O ministro da Economia, Paulo Guedes, segundo matéria publicada na noite de ontem (24) pela Folha, teria orientado o presidente Jair Bolsonaro a pedir aos demais integrantes do governo que evitem fazer novas críticas à China, principal parceiro comercial brasileiro.
O receio da equipe econômica e da ala militar, de acordo com a reportagem, seria com o impacto do eventual vazamento de trechos suprimidos do polêmico vídeo da reunião ministerial de 22 de abril, divulgado na última sexta-feira (22) por ordem do ministro Celso de Mello, do Supremo Tribunal Federal (STF).
A gravação é considerada uma evidência importante do inquérito que apura uma possível tentativa de interferência do chefe de Estado brasileiro na Polícia Federal, aberto a partir de uma denúncia do ex-ministro Sergio Moro (Justiça e Segurança Pública).
Ao permitir a divulgação das imagens e áudios dessa reunião, na qual Bolsonaro admite que gostaria de fazer mudanças na PF por preocupações com possíveis investigações envolvendo familiares e amigos, Mello determinou o sigilo de partes consideradas mais sensíveis, por envolverem citações a entidades de outro país, no caso, a China.
Entre as declarações que poderiam provocar mal-estar internacional, segundo a Folha, estariam uma referência pejorativa ao Partido Comunista da China e uma teoria da conspiração acusando o serviço secreto chinês de envolvimento em crises no continente americano. E, assim sendo, militares que compõem a atual administração teriam sugerido que o Ministério das Relações Exteriores (Itamaraty) se antecipasse ao escândalo, entrando em contato com o governo chinês para reafirmar o interesse de Brasília na parceria com Pequim.
"Eu acho que nós temos uma situação complicada, porque nós não estamos entendendo, no caso brasileiro, a transição que está acontecendo no mundo", afirma Marcus Vinicius de Freitas, professor visitante de direito e relações internacionais na Universidade de Relações Exteriores da China.
Em entrevista à Sputnik Brasil, o especialista explica que, a despeito dos desejos de alguns, a China segue em processo de ascensão, enquanto os Estados Unidos estão em declínio e, pela lógica, o Brasil deveria buscar uma aproximação maior com os chineses, que já são os maiores compradores de produtos brasileiros e têm capacidades de investimento muito maiores.
"O que a gente nota é que, infelizmente, o discurso atual da liderança do Itamaraty está impregnado por essa visão ideológica até um tanto maniqueísta. Sem levar em consideração que o Brasil pode ser um parceiro estratégico para a China inclusive para obter maiores benefícios dos Estados Unidos nesta relação."

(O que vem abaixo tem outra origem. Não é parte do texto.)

//! Model-View-Intent (MVI) primitives shared by every container.
//!
//! # Architecture
//!
//! ```text
//! Action ──→ Reducer ──→ State ──→ subscribers
//!    ↑                                 │
//!    └─────────────────────────────────┘
//! ```
//!
//! - **State**: value owned by one mounted provider
//! - **Action**: closed enum of events a reducer understands
//! - **Reducer**: pure function that transforms state based on actions

mod action;
mod reducer;
mod state;

pub use action::Action;
pub use reducer::{Reducer, ReducerFn};
pub use state::State;
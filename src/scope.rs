//! Scope tree that providers mount into.
//!
//! A [`Scope`] is the stand-in for a node of a component tree. Providers
//! mount by creating a child scope and registering channel values in it;
//! consumers look values up by walking from their own scope towards the
//! root, so the nearest enclosing provider wins.

use std::any::{Any, TypeId};
use std::collections::HashMap;
use std::fmt;
use std::sync::Arc;

use parking_lot::RwLock;
use thiserror::Error;
use uuid::Uuid;

/// Errors raised when a channel accessor runs outside its provider.
#[derive(Debug, Clone, PartialEq, Eq, Error)]
pub enum ContextError {
    /// No provider for the requested context is mounted above the caller.
    #[error("{accessor} must be used within a Provider (missing provider for `{context}`)")]
    MissingProvider {
        accessor: &'static str,
        context: &'static str,
    },
}

/// Identity of one context pair.
///
/// Every factory call mints a fresh id, so two factories with identical
/// state and action types never resolve each other's providers.
#[derive(Debug, Clone, Copy, PartialEq, Eq, Hash)]
pub struct ContextId {
    id: Uuid,
    label: &'static str,
}

impl ContextId {
    pub fn new(label: &'static str) -> Self {
        Self {
            id: Uuid::new_v4(),
            label,
        }
    }

    /// Human-readable label used in errors and logs.
    pub fn label(&self) -> &'static str {
        self.label
    }
}

impl fmt::Display for ContextId {
    fn fmt(&self, f: &mut fmt::Formatter<'_>) -> fmt::Result {
        write!(f, "{}#{}", self.label, self.id.simple())
    }
}

type Entries = HashMap<(ContextId, TypeId), Arc<dyn Any + Send + Sync>>;

/// Node in the scope tree.
///
/// Cloning a `Scope` clones a handle; the node lives until the last handle
/// (including those held by descendants) is dropped.
#[derive(Clone)]
pub struct Scope {
    inner: Arc<ScopeInner>,
}

struct ScopeInner {
    parent: Option<Scope>,
    depth: usize,
    entries: RwLock<Entries>,
}

impl Scope {
    /// Create a detached root scope with no providers.
    pub fn root() -> Self {
        Self {
            inner: Arc::new(ScopeInner {
                parent: None,
                depth: 0,
                entries: RwLock::new(HashMap::new()),
            }),
        }
    }

    /// Create a child scope whose lookups fall back to `self`.
    pub fn child(&self) -> Self {
        Self {
            inner: Arc::new(ScopeInner {
                parent: Some(self.clone()),
                depth: self.inner.depth + 1,
                entries: RwLock::new(HashMap::new()),
            }),
        }
    }

    pub fn parent(&self) -> Option<&Scope> {
        self.inner.parent.as_ref()
    }

    /// Distance from the root (root is 0).
    pub fn depth(&self) -> usize {
        self.inner.depth
    }

    /// Register `value` in this scope under `id`.
    ///
    /// Values are keyed by `(id, type)`, so one context can expose several
    /// channels of different types.
    pub fn provide<T>(&self, id: ContextId, value: T)
    where
        T: Any + Send + Sync,
    {
        self.inner
            .entries
            .write()
            .insert((id, TypeId::of::<T>()), Arc::new(value));
    }

    /// Find the nearest value registered under `id` with type `T`.
    pub fn lookup<T>(&self, id: ContextId) -> Option<T>
    where
        T: Any + Clone + Send + Sync,
    {
        let key = (id, TypeId::of::<T>());
        let mut current = Some(self);
        while let Some(scope) = current {
            if let Some(value) = scope.inner.entries.read().get(&key) {
                return value.downcast_ref::<T>().cloned();
            }
            current = scope.parent();
        }
        None
    }

    /// Like [`Scope::lookup`], but reports a missing provider as an error.
    pub fn require<T>(&self, id: ContextId, accessor: &'static str) -> Result<T, ContextError>
    where
        T: Any + Clone + Send + Sync,
    {
        self.lookup(id).ok_or(ContextError::MissingProvider {
            accessor,
            context: id.label(),
        })
    }
}

impl fmt::Debug for Scope {
    fn fmt(&self, f: &mut fmt::Formatter<'_>) -> fmt::Result {
        f.debug_struct("Scope")
            .field("depth", &self.inner.depth)
            .field("entries", &self.inner.entries.read().len())
            .finish()
    }
}
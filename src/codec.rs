//! JSON codec for state snapshots.
//!
//! Server-rendered state travels as a JSON string and is decoded on the
//! client side by [`crate::hydration::use_hydrate`]. There is no schema
//! versioning: any JSON that fits the target type is accepted.

use serde::de::DeserializeOwned;
use serde::Serialize;
use thiserror::Error;

/// Errors raised while encoding or decoding a snapshot.
#[derive(Debug, Error)]
pub enum CodecError {
    #[error("Failed to serialize state: {source}")]
    Encode {
        #[source]
        source: serde_json::Error,
    },

    #[error("Failed to deserialize state: {source}")]
    Decode {
        #[source]
        source: serde_json::Error,
    },
}

pub fn serialize<S: Serialize>(state: &S) -> Result<String, CodecError> {
    serde_json::to_string(state).map_err(|source| CodecError::Encode { source })
}

pub fn deserialize<S: DeserializeOwned>(encoded: &str) -> Result<S, CodecError> {
    serde_json::from_str(encoded).map_err(|source| CodecError::Decode { source })
}
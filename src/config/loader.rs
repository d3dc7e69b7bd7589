use std::fs;
use std::path::{Path, PathBuf};
use thiserror::Error;

use crate::config::types::Config;

/// Errors that can occur when loading configuration.
#[derive(Debug, Error)]
pub enum ConfigError {
    #[error("Failed to read config file '{path}': {source}")]
    ReadError {
        path: PathBuf,
        #[source]
        source: std::io::Error,
    },

    #[error("Failed to parse config file '{path}': {source}")]
    ParseError {
        path: PathBuf,
        #[source]
        source: toml::de::Error,
    },

    #[error("Config validation failed: {message}")]
    ValidationError { message: String },
}

impl Config {
    /// Returns the path to the configuration file.
    ///
    /// Uses `~/.config/scopestate/config.toml` on Unix/macOS,
    /// or equivalent on other platforms via `dirs::config_dir()`.
    /// Falls back to current directory if config_dir is unavailable.
    pub fn config_path() -> PathBuf {
        let config_dir = dirs::config_dir().unwrap_or_else(|| PathBuf::from("."));
        config_dir.join("scopestate").join("config.toml")
    }

    /// Loads configuration from the default config file.
    pub fn load() -> Result<Self, ConfigError> {
        Self::load_from(&Self::config_path())
    }

    /// Loads configuration from `path`.
    ///
    /// - If the file doesn't exist, returns `Config::default()`.
    /// - If the file exists, parses it as TOML and validates.
    pub fn load_from(path: &Path) -> Result<Self, ConfigError> {
        if !path.exists() {
            return Ok(Config::default());
        }

        let content = fs::read_to_string(path).map_err(|e| ConfigError::ReadError {
            path: path.to_path_buf(),
            source: e,
        })?;

        let config: Config = toml::from_str(&content).map_err(|e| ConfigError::ParseError {
            path: path.to_path_buf(),
            source: e,
        })?;

        config.validate()?;
        Ok(config)
    }

    /// Validates the configuration.
    ///
    /// Checks:
    /// - The logging filter is not empty
    /// - The log file path, if set, is not a directory
    pub fn validate(&self) -> Result<(), ConfigError> {
        if self.logging.filter.trim().is_empty() {
            return Err(ConfigError::ValidationError {
                message: "logging.filter must not be empty".to_string(),
            });
        }

        if let Some(file) = &self.logging.file {
            if file.is_dir() {
                return Err(ConfigError::ValidationError {
                    message: format!("logging.file '{}' is a directory", file.display()),
                });
            }
        }

        Ok(())
    }
}
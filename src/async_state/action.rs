//! Actions for the async state machine.

/// The only three transitions an async container accepts.
#[derive(Debug, Clone, PartialEq)]
pub enum AsyncAction<T, E> {
    /// A request was issued.
    Start,

    /// The request resolved with a value.
    Success(T),

    /// The request failed.
    Error(E),
}
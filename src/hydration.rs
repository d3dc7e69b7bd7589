//! One-shot hydration of a freshly mounted provider from server state.

use serde::de::DeserializeOwned;

use crate::codec::{self, CodecError};
use crate::context::Dispatch;
use crate::mvi::Action;

/// Action type that carries a hydrate variant.
///
/// The reducer must handle that variant itself (usually by replacing the
/// state); the bridge never merges anything.
pub trait HydrateAction: Action + Sized {
    type Snapshot: DeserializeOwned;

    fn hydrate(snapshot: Self::Snapshot) -> Self;
}

/// Hydration bound to one mounted provider.
///
/// Remembers the server state it last saw so repeated activations with the
/// same value do nothing.
#[derive(Debug)]
pub struct Hydration<A> {
    dispatch: Dispatch<A>,
    last_seen: String,
    dispatched: bool,
}

/// Decode `server_state` and dispatch it as a hydrate action.
///
/// An empty `server_state` dispatches nothing. Decode failures are returned
/// as-is; there is no fallback state.
pub fn use_hydrate<A>(
    dispatch: &Dispatch<A>,
    server_state: &str,
) -> Result<Hydration<A>, CodecError>
where
    A: HydrateAction,
{
    let mut hydration = Hydration {
        dispatch: dispatch.clone(),
        last_seen: server_state.to_string(),
        dispatched: false,
    };
    hydration.dispatched = hydration.apply(server_state)?;
    Ok(hydration)
}

impl<A: HydrateAction> Hydration<A> {
    /// Re-run with a new server state.
    ///
    /// Returns `Ok(true)` if a hydrate action was dispatched. Input identical
    /// to the last successfully applied value is a no-op; a value that failed
    /// to decode is not recorded and fails again on the next call.
    pub fn update(&mut self, server_state: &str) -> Result<bool, CodecError> {
        if self.last_seen == server_state {
            return Ok(false);
        }
        let dispatched = self.apply(server_state)?;
        self.last_seen = server_state.to_string();
        self.dispatched |= dispatched;
        Ok(dispatched)
    }

    /// Whether any hydrate action has been dispatched by this bridge.
    pub fn dispatched(&self) -> bool {
        self.dispatched
    }

    fn apply(&self, server_state: &str) -> Result<bool, CodecError> {
        if server_state.is_empty() {
            return Ok(false);
        }
        let snapshot = codec::deserialize::<A::Snapshot>(server_state)?;
        self.dispatch.dispatch(A::hydrate(snapshot));
        tracing::debug!(
            context = %self.dispatch.context(),
            "state hydrated from server snapshot"
        );
        Ok(true)
    }
}
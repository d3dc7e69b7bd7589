use std::path::PathBuf;

use serde::{Deserialize, Serialize};

/// Root configuration container.
#[derive(Debug, Clone, Default, PartialEq, Serialize, Deserialize)]
pub struct Config {
    #[serde(default)]
    pub logging: LoggingConfig,
    #[serde(default)]
    pub async_state: AsyncStateConfig,
}

/// Tracing output settings.
#[derive(Debug, Clone, PartialEq, Serialize, Deserialize)]
pub struct LoggingConfig {
    /// Install a subscriber at all (default: true).
    #[serde(default = "default_logging_enabled")]
    pub enabled: bool,
    /// `EnvFilter` directive used when `RUST_LOG` is unset (default: "info").
    #[serde(default = "default_logging_filter")]
    pub filter: String,
    /// Write logs to `{file}.{timestamp}.{pid}` instead of stderr.
    #[serde(default)]
    pub file: Option<PathBuf>,
}

/// Defaults applied to async containers built with `with_config`.
#[derive(Debug, Clone, Default, PartialEq, Serialize, Deserialize)]
pub struct AsyncStateConfig {
    #[serde(default)]
    pub overlap: OverlapPolicy,
}

/// How results of overlapping triggers on one provider are applied.
#[derive(Debug, Clone, Copy, Default, PartialEq, Eq, Serialize, Deserialize)]
#[serde(rename_all = "snake_case")]
pub enum OverlapPolicy {
    /// Every result is applied in the order it resolves.
    #[default]
    LastWriteWins,
    /// Only the most recently issued request may write its result.
    LatestOnly,
}

fn default_logging_enabled() -> bool {
    true
}

fn default_logging_filter() -> String {
    "info".to_string()
}

impl Default for LoggingConfig {
    fn default() -> Self {
        Self {
            enabled: default_logging_enabled(),
            filter: default_logging_filter(),
            file: None,
        }
    }
}
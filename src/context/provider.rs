//! Provider trait and the reducer-backed provider.

use std::sync::Arc;

use crate::mvi::{Action, ReducerFn, State};
use crate::scope::{ContextId, Scope};

use super::channel::Store;

/// Something that can be mounted above a subtree.
///
/// Mounting creates a child of `parent`, registers this provider's channels
/// in it and returns it; the subtree then runs inside the returned scope.
/// Dropping every handle to that scope unmounts the provider.
pub trait Provide: Send + Sync {
    fn mount(&self, parent: &Scope) -> Scope;

    /// Mount and run `children` inside the new scope.
    fn render<R>(&self, parent: &Scope, children: impl FnOnce(&Scope) -> R) -> R
    where
        Self: Sized,
    {
        let scope = self.mount(parent);
        children(&scope)
    }
}

/// Provider for one [`ReducerContext`](super::ReducerContext).
///
/// Every mount allocates a fresh state cell seeded with the initial state;
/// mounts never share state.
pub struct Provider<S, A> {
    id: ContextId,
    reducer: ReducerFn<S, A>,
    initial: Arc<S>,
}

impl<S: State, A: Action> Provider<S, A> {
    pub(crate) fn new(id: ContextId, reducer: ReducerFn<S, A>, initial: Arc<S>) -> Self {
        Self {
            id,
            reducer,
            initial,
        }
    }

    pub fn context(&self) -> ContextId {
        self.id
    }
}

impl<S: State, A: Action> Provide for Provider<S, A> {
    fn mount(&self, parent: &Scope) -> Scope {
        let scope = parent.child();
        let store = Arc::new(Store::new(
            self.id,
            S::clone(&self.initial),
            Arc::clone(&self.reducer),
        ));
        scope.provide(self.id, store.state_handle());
        scope.provide(self.id, store.dispatcher());
        tracing::debug!(context = %self.id, depth = scope.depth(), "provider mounted");
        scope
    }
}

impl<S, A> Clone for Provider<S, A> {
    fn clone(&self) -> Self {
        Self {
            id: self.id,
            reducer: Arc::clone(&self.reducer),
            initial: Arc::clone(&self.initial),
        }
    }
}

Para o acadêmico, mesmo o ministro Paulo Guedes, que parece entender um pouco melhor a importância de Pequim para o Brasil, demonstra "um pequeno distúrbio" em sua perspectiva ao colocar a China como uma mera compradora de produtos brasileiros, e não como um parceiro estratégico.
Como comprador, Freitas lembra que os chineses são grandes importadores de gêneros agrícolas brasileiros, área na qual concorremos diretamente com os norte-americanos. E, para reduzir a dependência de importações desse tipo, o governo chinês vem defendendo a necessidade de investimentos intensos nesse setor.
"Se você pensar que nós estamos concorrendo com os Estados Unidos e, no futuro, com a própria China, obviamente, se nós não solidificarmos o relacionamento, nós corremos o risco de produzirmos soja e não termos compradores."
Como professor em Pequim, o especialista conta que já foi chamado pela imprensa chinesa algumas vezes para comentar alguns desentendimentos provocados por autoridades do atual governo brasileiro e, muitas vezes, sente como se estivesse tentando "justificar o injustificável". No entanto, ele destaca que os chineses, embora se preocupem, entendem bem que "o relacionamento é entre Estados" e que "o governo Bolsonaro terá mais dois ou três anos e depois vai depender da reeleição".
"É conveniente que essas vozes, de alguma forma, se calassem, porque elas não apresentam também outras opções que venham a cobrir o gap que seria criado se houvesse um eventual afastamento do relacionamento bilateral."